- [Available records]

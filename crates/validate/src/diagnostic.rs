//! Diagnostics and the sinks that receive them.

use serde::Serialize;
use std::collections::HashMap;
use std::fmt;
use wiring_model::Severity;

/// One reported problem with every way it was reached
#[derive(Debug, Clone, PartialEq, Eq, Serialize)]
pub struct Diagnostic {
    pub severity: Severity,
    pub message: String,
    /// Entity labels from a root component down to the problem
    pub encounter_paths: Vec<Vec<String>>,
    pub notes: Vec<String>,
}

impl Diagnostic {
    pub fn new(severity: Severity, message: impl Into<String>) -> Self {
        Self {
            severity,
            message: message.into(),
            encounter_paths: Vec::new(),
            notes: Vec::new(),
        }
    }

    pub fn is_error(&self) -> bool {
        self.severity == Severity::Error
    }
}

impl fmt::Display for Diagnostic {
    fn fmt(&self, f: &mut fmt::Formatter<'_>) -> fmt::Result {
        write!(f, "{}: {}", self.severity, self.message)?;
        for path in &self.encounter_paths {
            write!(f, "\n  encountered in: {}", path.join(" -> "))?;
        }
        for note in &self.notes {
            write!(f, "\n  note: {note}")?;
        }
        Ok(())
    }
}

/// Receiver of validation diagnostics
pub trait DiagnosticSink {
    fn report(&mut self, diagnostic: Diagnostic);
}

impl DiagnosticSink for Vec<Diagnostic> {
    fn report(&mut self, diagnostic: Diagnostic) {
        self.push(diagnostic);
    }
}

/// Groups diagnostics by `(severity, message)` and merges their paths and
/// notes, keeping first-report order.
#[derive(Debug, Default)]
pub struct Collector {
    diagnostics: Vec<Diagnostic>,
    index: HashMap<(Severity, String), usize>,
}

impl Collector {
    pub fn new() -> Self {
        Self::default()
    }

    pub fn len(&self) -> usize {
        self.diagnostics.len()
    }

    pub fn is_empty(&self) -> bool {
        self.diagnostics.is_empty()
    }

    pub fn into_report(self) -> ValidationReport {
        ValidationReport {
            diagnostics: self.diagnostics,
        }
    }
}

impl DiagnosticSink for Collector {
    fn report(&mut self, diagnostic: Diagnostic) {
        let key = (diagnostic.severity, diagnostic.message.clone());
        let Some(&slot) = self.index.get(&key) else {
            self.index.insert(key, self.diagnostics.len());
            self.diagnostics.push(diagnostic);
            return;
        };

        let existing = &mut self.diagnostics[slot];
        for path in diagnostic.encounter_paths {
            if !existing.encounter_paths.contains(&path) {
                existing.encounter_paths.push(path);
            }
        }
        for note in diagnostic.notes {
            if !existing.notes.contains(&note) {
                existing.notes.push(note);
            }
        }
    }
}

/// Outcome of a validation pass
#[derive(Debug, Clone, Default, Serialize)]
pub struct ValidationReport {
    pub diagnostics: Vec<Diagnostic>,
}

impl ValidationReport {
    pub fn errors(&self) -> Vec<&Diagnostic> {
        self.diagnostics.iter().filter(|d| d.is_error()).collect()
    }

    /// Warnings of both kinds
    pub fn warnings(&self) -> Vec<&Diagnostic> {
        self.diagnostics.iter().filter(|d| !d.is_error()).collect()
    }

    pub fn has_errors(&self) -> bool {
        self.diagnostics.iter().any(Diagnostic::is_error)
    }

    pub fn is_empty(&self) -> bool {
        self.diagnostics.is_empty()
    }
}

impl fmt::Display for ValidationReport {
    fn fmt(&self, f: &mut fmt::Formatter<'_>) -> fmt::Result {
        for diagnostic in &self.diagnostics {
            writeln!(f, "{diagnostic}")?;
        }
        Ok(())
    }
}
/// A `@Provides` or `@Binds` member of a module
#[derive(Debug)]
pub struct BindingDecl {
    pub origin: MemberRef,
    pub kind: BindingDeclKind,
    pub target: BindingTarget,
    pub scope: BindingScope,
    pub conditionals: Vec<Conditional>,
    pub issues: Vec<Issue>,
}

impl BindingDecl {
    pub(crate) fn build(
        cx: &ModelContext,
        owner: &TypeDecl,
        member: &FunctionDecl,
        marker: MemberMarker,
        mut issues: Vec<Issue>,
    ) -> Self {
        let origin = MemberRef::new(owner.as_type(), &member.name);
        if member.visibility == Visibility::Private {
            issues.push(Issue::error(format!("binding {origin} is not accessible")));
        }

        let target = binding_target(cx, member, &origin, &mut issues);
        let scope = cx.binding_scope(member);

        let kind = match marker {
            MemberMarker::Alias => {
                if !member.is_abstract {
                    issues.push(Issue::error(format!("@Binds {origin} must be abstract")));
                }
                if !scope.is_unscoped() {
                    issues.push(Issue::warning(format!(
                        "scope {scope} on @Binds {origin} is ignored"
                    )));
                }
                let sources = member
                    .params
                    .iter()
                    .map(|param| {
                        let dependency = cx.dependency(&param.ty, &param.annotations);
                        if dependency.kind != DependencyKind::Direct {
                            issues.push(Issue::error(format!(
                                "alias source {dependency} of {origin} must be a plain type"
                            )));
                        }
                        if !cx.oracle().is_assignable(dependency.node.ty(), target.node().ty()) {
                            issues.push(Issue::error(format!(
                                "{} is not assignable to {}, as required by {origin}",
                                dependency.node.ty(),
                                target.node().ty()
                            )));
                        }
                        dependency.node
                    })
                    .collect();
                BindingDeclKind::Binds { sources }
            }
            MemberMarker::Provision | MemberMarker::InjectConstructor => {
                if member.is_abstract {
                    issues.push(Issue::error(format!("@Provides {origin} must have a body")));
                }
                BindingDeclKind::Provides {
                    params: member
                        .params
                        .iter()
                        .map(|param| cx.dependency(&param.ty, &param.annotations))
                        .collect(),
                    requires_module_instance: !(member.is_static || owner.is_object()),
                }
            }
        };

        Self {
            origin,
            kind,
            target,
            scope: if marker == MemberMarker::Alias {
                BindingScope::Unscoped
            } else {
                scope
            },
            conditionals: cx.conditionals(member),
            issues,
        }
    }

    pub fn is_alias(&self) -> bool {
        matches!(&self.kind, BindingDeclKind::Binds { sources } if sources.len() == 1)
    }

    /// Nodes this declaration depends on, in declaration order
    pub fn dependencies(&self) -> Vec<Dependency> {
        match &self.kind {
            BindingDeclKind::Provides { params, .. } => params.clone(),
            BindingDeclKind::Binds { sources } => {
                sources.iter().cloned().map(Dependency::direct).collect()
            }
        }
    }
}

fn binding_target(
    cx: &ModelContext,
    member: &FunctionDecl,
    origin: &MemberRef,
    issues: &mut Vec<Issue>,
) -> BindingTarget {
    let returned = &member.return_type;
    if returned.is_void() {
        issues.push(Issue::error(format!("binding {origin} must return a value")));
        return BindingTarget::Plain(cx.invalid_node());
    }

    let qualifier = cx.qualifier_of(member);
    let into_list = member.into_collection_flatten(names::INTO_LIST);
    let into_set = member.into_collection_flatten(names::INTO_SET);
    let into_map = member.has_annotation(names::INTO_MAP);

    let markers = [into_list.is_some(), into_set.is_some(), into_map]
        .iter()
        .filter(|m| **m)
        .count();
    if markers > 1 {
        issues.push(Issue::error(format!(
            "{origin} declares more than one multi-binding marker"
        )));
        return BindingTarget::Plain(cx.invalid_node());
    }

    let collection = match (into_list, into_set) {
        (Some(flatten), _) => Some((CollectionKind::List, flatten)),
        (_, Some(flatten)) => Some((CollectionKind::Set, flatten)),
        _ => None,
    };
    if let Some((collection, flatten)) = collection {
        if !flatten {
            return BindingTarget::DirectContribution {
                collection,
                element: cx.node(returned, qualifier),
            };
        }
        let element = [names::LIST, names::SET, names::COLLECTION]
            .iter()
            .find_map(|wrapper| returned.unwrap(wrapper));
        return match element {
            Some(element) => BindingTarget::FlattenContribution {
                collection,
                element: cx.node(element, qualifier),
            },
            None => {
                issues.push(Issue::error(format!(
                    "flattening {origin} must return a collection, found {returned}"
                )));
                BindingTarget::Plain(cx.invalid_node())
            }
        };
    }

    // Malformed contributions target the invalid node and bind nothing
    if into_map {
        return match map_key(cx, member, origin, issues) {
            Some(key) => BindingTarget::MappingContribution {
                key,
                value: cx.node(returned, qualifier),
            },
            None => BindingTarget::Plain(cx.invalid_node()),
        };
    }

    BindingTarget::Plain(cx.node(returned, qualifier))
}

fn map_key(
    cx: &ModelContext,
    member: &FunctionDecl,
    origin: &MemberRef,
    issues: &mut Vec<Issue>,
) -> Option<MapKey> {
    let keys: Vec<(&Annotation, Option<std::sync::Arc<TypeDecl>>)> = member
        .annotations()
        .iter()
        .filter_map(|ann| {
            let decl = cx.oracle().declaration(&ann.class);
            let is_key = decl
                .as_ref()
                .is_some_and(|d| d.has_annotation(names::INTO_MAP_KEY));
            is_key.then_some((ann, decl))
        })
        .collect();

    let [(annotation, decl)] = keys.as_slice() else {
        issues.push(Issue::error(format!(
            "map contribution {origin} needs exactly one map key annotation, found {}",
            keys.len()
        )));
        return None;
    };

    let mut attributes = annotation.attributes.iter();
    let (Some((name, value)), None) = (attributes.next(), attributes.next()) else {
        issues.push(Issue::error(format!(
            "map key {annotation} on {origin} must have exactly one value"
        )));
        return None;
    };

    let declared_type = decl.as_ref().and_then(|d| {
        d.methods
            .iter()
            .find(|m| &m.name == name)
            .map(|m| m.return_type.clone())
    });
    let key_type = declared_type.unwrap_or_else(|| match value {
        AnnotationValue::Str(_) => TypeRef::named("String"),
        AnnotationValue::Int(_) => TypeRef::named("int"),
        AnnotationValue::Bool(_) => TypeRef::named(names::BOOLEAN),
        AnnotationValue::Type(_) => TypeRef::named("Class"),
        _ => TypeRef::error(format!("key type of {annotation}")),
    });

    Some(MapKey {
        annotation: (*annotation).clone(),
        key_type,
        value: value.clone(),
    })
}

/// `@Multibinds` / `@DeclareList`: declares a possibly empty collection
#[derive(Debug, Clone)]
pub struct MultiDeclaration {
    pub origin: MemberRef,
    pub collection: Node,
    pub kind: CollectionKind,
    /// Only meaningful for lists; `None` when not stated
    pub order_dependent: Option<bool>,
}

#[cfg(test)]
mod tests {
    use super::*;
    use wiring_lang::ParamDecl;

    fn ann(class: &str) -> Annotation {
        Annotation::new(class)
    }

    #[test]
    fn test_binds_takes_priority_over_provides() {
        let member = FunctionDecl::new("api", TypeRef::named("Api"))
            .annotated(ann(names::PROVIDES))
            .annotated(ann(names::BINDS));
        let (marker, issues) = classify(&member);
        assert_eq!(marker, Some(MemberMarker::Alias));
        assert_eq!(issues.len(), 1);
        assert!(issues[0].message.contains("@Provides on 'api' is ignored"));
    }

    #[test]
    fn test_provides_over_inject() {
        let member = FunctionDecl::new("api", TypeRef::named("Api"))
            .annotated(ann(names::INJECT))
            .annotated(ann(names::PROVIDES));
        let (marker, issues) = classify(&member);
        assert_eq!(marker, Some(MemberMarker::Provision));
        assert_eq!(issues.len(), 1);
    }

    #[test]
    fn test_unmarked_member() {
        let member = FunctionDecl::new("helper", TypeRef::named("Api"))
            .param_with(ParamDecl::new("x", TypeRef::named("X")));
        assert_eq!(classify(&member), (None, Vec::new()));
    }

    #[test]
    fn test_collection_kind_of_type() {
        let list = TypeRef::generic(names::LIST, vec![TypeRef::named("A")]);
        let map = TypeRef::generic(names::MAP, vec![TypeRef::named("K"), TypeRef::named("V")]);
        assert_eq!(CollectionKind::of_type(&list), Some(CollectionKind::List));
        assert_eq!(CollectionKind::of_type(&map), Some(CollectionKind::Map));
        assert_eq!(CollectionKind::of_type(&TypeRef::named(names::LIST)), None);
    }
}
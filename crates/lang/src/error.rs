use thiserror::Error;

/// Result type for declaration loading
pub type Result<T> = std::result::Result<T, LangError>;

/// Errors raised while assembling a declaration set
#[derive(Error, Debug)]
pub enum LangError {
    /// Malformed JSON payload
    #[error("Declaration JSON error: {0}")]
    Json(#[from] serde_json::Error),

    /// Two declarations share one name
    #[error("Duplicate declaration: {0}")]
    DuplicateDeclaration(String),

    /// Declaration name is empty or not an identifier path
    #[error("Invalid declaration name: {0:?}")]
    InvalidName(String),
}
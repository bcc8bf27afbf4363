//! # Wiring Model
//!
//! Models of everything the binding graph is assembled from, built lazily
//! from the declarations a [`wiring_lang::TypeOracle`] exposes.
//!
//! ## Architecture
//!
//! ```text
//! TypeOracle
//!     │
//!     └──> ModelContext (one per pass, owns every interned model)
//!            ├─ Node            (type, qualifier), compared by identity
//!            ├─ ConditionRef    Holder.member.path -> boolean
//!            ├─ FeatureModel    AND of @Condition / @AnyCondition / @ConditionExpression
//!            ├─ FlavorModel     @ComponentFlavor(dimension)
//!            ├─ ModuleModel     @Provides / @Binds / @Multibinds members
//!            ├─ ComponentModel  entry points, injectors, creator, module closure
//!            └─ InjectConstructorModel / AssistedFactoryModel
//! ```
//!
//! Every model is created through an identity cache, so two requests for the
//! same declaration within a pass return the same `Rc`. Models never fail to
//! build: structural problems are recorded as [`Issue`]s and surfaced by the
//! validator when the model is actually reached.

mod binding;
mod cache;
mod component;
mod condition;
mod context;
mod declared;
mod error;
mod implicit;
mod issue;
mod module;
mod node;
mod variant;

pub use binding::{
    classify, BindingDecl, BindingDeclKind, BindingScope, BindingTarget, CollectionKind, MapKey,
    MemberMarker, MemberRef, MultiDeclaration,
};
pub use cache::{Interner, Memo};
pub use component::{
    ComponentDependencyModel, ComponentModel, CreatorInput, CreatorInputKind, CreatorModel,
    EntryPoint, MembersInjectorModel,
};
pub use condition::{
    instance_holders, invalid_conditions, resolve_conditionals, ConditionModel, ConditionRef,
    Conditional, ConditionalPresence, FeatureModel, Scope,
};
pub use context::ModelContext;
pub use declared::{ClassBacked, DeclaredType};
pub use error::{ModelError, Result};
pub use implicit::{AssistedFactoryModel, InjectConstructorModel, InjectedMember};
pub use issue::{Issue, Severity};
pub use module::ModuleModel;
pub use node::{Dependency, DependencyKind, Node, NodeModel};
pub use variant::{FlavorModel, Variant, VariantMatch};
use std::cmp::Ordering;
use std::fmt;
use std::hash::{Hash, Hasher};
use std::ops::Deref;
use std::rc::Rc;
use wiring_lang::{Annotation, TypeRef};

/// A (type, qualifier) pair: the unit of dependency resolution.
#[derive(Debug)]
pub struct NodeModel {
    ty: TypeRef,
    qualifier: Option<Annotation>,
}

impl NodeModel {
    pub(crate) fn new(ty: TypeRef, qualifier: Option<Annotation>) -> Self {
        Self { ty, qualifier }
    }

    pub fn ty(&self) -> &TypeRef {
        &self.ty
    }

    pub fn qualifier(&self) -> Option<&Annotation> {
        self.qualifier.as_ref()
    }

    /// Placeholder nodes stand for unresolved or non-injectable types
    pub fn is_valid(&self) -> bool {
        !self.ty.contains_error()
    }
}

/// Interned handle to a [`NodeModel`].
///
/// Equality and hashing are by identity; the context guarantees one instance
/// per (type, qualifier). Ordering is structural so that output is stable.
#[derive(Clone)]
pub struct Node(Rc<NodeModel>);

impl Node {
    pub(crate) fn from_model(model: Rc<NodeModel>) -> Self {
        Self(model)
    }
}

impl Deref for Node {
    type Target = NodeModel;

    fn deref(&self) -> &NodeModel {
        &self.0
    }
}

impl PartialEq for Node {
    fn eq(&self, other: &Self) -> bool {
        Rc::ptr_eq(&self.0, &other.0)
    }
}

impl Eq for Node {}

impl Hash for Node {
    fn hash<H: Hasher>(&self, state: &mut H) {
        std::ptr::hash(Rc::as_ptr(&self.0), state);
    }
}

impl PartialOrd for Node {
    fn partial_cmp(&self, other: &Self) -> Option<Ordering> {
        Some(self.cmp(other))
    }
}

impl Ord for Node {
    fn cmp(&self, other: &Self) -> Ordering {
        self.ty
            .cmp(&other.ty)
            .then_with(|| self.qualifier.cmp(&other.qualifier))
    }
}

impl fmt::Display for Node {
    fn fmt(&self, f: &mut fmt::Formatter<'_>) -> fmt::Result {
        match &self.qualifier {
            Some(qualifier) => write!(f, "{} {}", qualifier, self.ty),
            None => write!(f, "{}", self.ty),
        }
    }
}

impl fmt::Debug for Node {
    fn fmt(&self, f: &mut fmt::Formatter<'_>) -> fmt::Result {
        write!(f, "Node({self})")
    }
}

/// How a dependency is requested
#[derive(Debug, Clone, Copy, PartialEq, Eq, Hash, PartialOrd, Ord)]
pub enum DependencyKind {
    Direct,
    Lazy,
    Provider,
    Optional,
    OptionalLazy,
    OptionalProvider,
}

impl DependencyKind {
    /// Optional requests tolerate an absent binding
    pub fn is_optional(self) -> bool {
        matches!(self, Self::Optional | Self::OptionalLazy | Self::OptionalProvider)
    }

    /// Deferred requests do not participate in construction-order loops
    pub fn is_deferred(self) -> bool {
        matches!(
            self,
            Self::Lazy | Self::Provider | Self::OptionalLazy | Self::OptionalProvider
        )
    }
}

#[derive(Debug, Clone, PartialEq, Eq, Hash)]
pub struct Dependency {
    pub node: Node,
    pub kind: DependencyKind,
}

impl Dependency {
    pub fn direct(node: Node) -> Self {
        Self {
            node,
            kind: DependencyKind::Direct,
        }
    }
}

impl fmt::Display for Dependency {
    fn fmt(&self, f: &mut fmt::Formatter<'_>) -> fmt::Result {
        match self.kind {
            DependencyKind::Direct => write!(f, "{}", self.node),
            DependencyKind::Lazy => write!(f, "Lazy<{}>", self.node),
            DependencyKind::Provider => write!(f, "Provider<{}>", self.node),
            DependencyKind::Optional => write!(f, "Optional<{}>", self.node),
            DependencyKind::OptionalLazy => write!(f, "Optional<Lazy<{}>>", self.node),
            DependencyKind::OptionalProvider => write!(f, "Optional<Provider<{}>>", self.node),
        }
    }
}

- [Exercise requirements]
Starting from the data above, filter for lines with "HashMap" and copy each one.

- [Expected output]
use std::collections::HashMap;
    index: HashMap<(Severity, String), usize>,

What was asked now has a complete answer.